Inicialmente, a Diocese foi organizada em quatro paróquias, número que se ampliou progressivamente em resposta ao crescimento urbano e populacional do município e da região. Em 1973, Dom Silvério Albuquerque assumiu o episcopado, dando continuidade ao processo de expansão pastoral e administrativa.
Em 1995, a Diocese passou a ser conduzida por Dom Itamar Vian, terceiro bispo da instituição. Sua gestão culminou em um marco decisivo: em 16 de janeiro de 2002, a Diocese foi elevada à Arquidiocese de Feira de Santana, conferindo maior autonomia e protagonismo regional à Igreja local. Dom Itamar tornou-se, assim, o primeiro arcebispo da cidade.
Atualmente, a Arquidiocese é conduzida por Dom Zanoni Demettino Castro, que ocupa o cargo de arcebispo metropolitano e lidera a instituição em um contexto de desafios pastorais, sociais e culturais contemporâneos.
Igreja, poder e identidade urbana
A história de Feira de Santana revela uma simbiose clara entre Igreja Católica e formação institucional do município. Desde a instalação do governo municipal em uma capela até a elevação à condição de Arquidiocese, a presença religiosa não foi periférica, mas estrutural no processo de organização social e política local.

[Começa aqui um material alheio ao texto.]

// SPDX-FileCopyrightText: Copyright © 2020-2024 Serpent OS Developers
//
// SPDX-License-Identifier: MPL-2.0

//! Turn a source directory into an immutable, content-hashed store entry,
//! reproducing package-manager pack semantics: manifest validation,
//! lifecycle hooks, pack-list resolution, workspace-protocol rewriting,
//! publishConfig overrides, and an atomic store write.

use std::path::{Path, PathBuf};

use thiserror::Error;

#[derive(Debug, Error)]
pub enum Error {
    #[error(transparent)]
    Manifest(#[from] plunk_manifest::Error),
    #[error(transparent)]
    PackList(#[from] plunk_packlist::Error),
    #[error(transparent)]
    Fs(#[from] plunk_fs::Error),
    #[error(transparent)]
    Store(#[from] plunk_store::Error),
    #[error(transparent)]
    Hook(#[from] plunk_hooks::Error),
    #[error("{0} is private; pass allow_private to publish it anyway")]
    Private(String),
    #[error("pack list is empty for {0}")]
    EmptyPackList(PathBuf),
    #[error("read file {0:?}")]
    ReadFile(PathBuf, #[source] std::io::Error),
    #[error("serialize rewritten manifest")]
    SerializeManifest(#[source] plunk_manifest::Error),
}

#[derive(Debug, Clone, Copy, Default)]
pub struct PublishOptions {
    pub allow_private: bool,
    pub run_scripts: bool,
    pub force: bool,
}

#[derive(Debug, Clone)]
pub struct PublishResult {
    pub name: String,
    pub version: String,
    pub file_count: usize,
    pub skipped: bool,
    pub content_hash: String,
    pub build_id: String,
}

pub struct Publisher {
    home: plunk_paths::Home,
    fs: std::sync::Arc<plunk_fs::Fs>,
    store: plunk_store::Store,
    hook_timeout: std::time::Duration,
}

impl Publisher {
    pub fn new(home: plunk_paths::Home, fs: std::sync::Arc<plunk_fs::Fs>) -> Self {
        let store = plunk_store::Store::new(home.clone(), fs.clone());
        Self { home, fs, store, hook_timeout: plunk_hooks::default_timeout() }
    }

    pub fn store(&self) -> &plunk_store::Store {
        &self.store
    }

    pub async fn publish(&self, source_dir: &Path, options: PublishOptions) -> Result<PublishResult, Error> {
        let manifest = plunk_manifest::Manifest::read(source_dir)?;
        let name = manifest.name().to_string();
        let version = manifest.version().to_string();

        if manifest.private() && !options.allow_private {
            return Err(Error::Private(name));
        }

        if options.run_scripts {
            if let Some(script) = manifest.script("preplunk") {
                plunk_hooks::run_script(&script, source_dir, self.hook_timeout).await?;
            }
        }

        // Resolve the written manifest (workspace rewrite + publishConfig
        // merge) before packing: a `publishConfig.directory` override
        // changes which subdirectory the pack list is resolved against.
        let mut rewritten = manifest.clone();
        rewritten.rewrite_workspace_protocol();
        let directory_override = rewritten.apply_publish_config();
        let manifest_bytes = rewritten.to_pretty_json().map_err(Error::SerializeManifest)?;

        let pack_source_dir = match &directory_override {
            Some(directory) => source_dir.join(directory),
            None => source_dir.to_path_buf(),
        };

        let files = manifest.files();
        let pack_list = plunk_packlist::resolve(&pack_source_dir, files.as_deref())?;
        if pack_list.files.is_empty() {
            return Err(Error::EmptyPackList(pack_source_dir));
        }
        for warning in &pack_list.warnings {
            log::warn!("{warning}");
        }

        let contents = read_all(&pack_list.files)?;
        let mut entries: Vec<plunk_hash::FileEntry<'_>> = pack_list
            .files
            .iter()
            .zip(&contents)
            .filter(|(path, _)| path.file_name().map(|n| n != plunk_manifest::MANIFEST_FILE_NAME).unwrap_or(true))
            .map(|(path, content)| plunk_hash::FileEntry { path: relative_slash_path(&pack_source_dir, path), content })
            .collect();
        entries.push(plunk_hash::FileEntry { path: plunk_manifest::MANIFEST_FILE_NAME.to_string(), content: &manifest_bytes });
        let content_hash = plunk_hash::aggregate_content_hash(entries);
        let build_id = plunk_hash::build_id(&content_hash);

        if !options.force {
            if let Some(existing) = self.store.get_store_entry(&name, &version).await {
                if existing.meta.content_hash == content_hash {
                    return Ok(PublishResult { name, version, file_count: pack_list.files.len(), skipped: true, content_hash, build_id });
                }
            }
        }

        let timestamp = chrono::Utc::now().timestamp_nanos_opt().unwrap_or(0);
        let tmp_root = self.home.entry_tmp_root(&name, &version, timestamp);
        let tmp_package_dir = tmp_root.join("package");
        fs_err::tokio::create_dir_all(&tmp_package_dir).await.map_err(|e| plunk_fs::Error::CreateDir(tmp_package_dir.clone(), e))?;

        for (path, content) in pack_list.files.iter().zip(&contents) {
            if path.file_name().map(|n| n == plunk_manifest::MANIFEST_FILE_NAME).unwrap_or(false) {
                continue; // written separately below, already rewritten.
            }
            let rel = path.strip_prefix(&pack_source_dir).unwrap_or(path);
            let dest = tmp_package_dir.join(rel);
            if let Some(parent) = dest.parent() {
                fs_err::tokio::create_dir_all(parent).await.map_err(|e| plunk_fs::Error::CreateDir(parent.to_path_buf(), e))?;
            }
            fs_err::tokio::write(&dest, content).await.map_err(|e| plunk_fs::Error::Write(dest.clone(), e))?;
        }

        let manifest_dest = tmp_package_dir.join(plunk_manifest::MANIFEST_FILE_NAME);
        fs_err::tokio::write(&manifest_dest, &manifest_bytes).await.map_err(|e| plunk_fs::Error::Write(manifest_dest.clone(), e))?;

        let meta = plunk_store::Meta {
            content_hash: content_hash.clone(),
            build_id: Some(build_id.clone()),
            published_at: chrono::Utc::now(),
            source_path: source_dir.display().to_string(),
        };
        let meta_bytes = serde_json::to_vec_pretty(&meta).map_err(plunk_store::Error::SerializeMeta)?;
        self.fs.atomic_write(&tmp_root.join(".plunk-meta.json"), &meta_bytes).await?;

        let final_root = self.home.entry_root(&name, &version);
        if final_root.is_dir() {
            self.fs.remove_dir_all(&final_root).await?;
        }
        self.fs.move_dir(&tmp_root, &final_root).await?;

        if options.run_scripts {
            if let Some(script) = manifest.script("postplunk") {
                plunk_hooks::run_script(&script, source_dir, self.hook_timeout).await?;
            }
        }

        Ok(PublishResult { name, version, file_count: pack_list.files.len(), skipped: false, content_hash, build_id })
    }
}

fn read_all(files: &[PathBuf]) -> Result<Vec<Vec<u8>>, Error> {
    files.iter().map(|path| fs_err::read(path).map_err(|e| Error::ReadFile(path.clone(), e))).collect()
}

fn relative_slash_path(source_dir: &Path, path: &Path) -> String {
    let rel = path.strip_prefix(source_dir).unwrap_or(path);
    rel.components().map(|c| c.as_os_str().to_string_lossy()).collect::<Vec<_>>().join("/")
}

#[cfg(test)]
mod tests {
    use super::*;

    fn write(root: &Path, rel: &str, contents: &str) {
        let path = root.join(rel);
        std::fs::create_dir_all(path.parent().unwrap()).unwrap();
        std::fs::write(path, contents).unwrap();
    }

    fn publisher(home_dir: &Path) -> Publisher {
        Publisher::new(plunk_paths::Home::at(home_dir), std::sync::Arc::new(plunk_fs::Fs::new(false)))
    }

    #[tokio::test]
    async fn publish_writes_hashed_store_entry() {
        let home = tempfile::tempdir().unwrap();
        let source = tempfile::tempdir().unwrap();
        write(source.path(), "package.json", r#"{"name": "test-lib", "version": "1.0.0"}"#);
        write(source.path(), "index.js", "const a = 1;");

        let publisher = publisher(home.path());
        let result = publisher.publish(source.path(), PublishOptions::default()).await.unwrap();

        assert!(!result.skipped);
        assert_eq!(result.name, "test-lib");
        assert!(result.content_hash.starts_with(plunk_hash::HASH_PREFIX));

        let entry = publisher.store().get_store_entry("test-lib", "1.0.0").await.unwrap();
        assert_eq!(std::fs::read_to_string(entry.package_dir.join("index.js")).unwrap(), "const a = 1;");
    }

    #[tokio::test]
    async fn republish_with_identical_content_is_skipped() {
        let home = tempfile::tempdir().unwrap();
        let source = tempfile::tempdir().unwrap();
        write(source.path(), "package.json", r#"{"name": "test-lib", "version": "1.0.0"}"#);
        write(source.path(), "index.js", "const a = 1;");

        let publisher = publisher(home.path());
        publisher.publish(source.path(), PublishOptions::default()).await.unwrap();
        let second = publisher.publish(source.path(), PublishOptions::default()).await.unwrap();

        assert!(second.skipped);
    }

    #[tokio::test]
    async fn private_package_is_rejected_without_allow_private() {
        let home = tempfile::tempdir().unwrap();
        let source = tempfile::tempdir().unwrap();
        write(source.path(), "package.json", r#"{"name": "test-lib", "version": "1.0.0", "private": true}"#);
        write(source.path(), "index.js", "x");

        let publisher = publisher(home.path());
        let result = publisher.publish(source.path(), PublishOptions::default()).await;
        assert!(matches!(result, Err(Error::Private(_))));

        let allowed = publisher.publish(source.path(), PublishOptions { allow_private: true, ..Default::default() }).await;
        assert!(allowed.is_ok());
    }

    #[tokio::test]
    async fn workspace_dependency_is_rewritten_in_published_manifest() {
        let home = tempfile::tempdir().unwrap();
        let source = tempfile::tempdir().unwrap();
        write(
            source.path(),
            "package.json",
            r#"{"name": "test-lib", "version": "2.0.0", "dependencies": {"sibling": "workspace:*"}}"#,
        );
        write(source.path(), "index.js", "x");

        let publisher = publisher(home.path());
        publisher.publish(source.path(), PublishOptions::default()).await.unwrap();

        let entry = publisher.store().get_store_entry("test-lib", "2.0.0").await.unwrap();
        let published = std::fs::read_to_string(entry.package_dir.join("package.json")).unwrap();
        assert!(published.contains("\"sibling\": \"2.0.0\""));
        assert!(!published.contains("workspace:"));
    }

    #[tokio::test]
    async fn publish_config_directory_repacks_from_subdirectory() {
        let home = tempfile::tempdir().unwrap();
        let source = tempfile::tempdir().unwrap();
        write(
            source.path(),
            "package.json",
            r#"{"name": "test-lib", "version": "1.0.0", "publishConfig": {"directory": "dist"}}"#,
        );
        write(source.path(), "dist/index.js", "built");

        let publisher = publisher(home.path());
        let result = publisher.publish(source.path(), PublishOptions::default()).await.unwrap();
        assert!(!result.skipped);

        let entry = publisher.store().get_store_entry("test-lib", "1.0.0").await.unwrap();
        assert!(entry.package_dir.join("index.js").exists());
    }

    #[tokio::test]
    async fn empty_pack_list_fails() {
        let home = tempfile::tempdir().unwrap();
        let source = tempfile::tempdir().unwrap();
        write(
            source.path(),
            "package.json",
            r#"{"name": "test-lib", "version": "1.0.0", "publishConfig": {"directory": "empty"}}"#,
        );
        std::fs::create_dir_all(source.path().join("empty")).unwrap();

        let publisher = publisher(home.path());
        let result = publisher.publish(source.path(), PublishOptions::default()).await;
        assert!(matches!(result, Err(Error::EmptyPackList(_))));
    }
}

Esse protagonismo também evidencia como, ao longo do tempo, a Igreja funcionou como mediadora entre poder público, sociedade civil e cultura, especialmente em períodos em que o Estado possuía estrutura limitada. Ao mesmo tempo, a centralidade religiosa moldou o espaço urbano, os rituais públicos e a memória coletiva da cidade.
No contexto atual, a Arquidiocese herda um legado histórico robusto, mas enfrenta o desafio de dialogar com uma sociedade plural, urbanizada e marcada por transformações sociais profundas. A compreensão desse percurso histórico é fundamental para interpretar o papel institucional da Igreja em Feira de Santana no presente.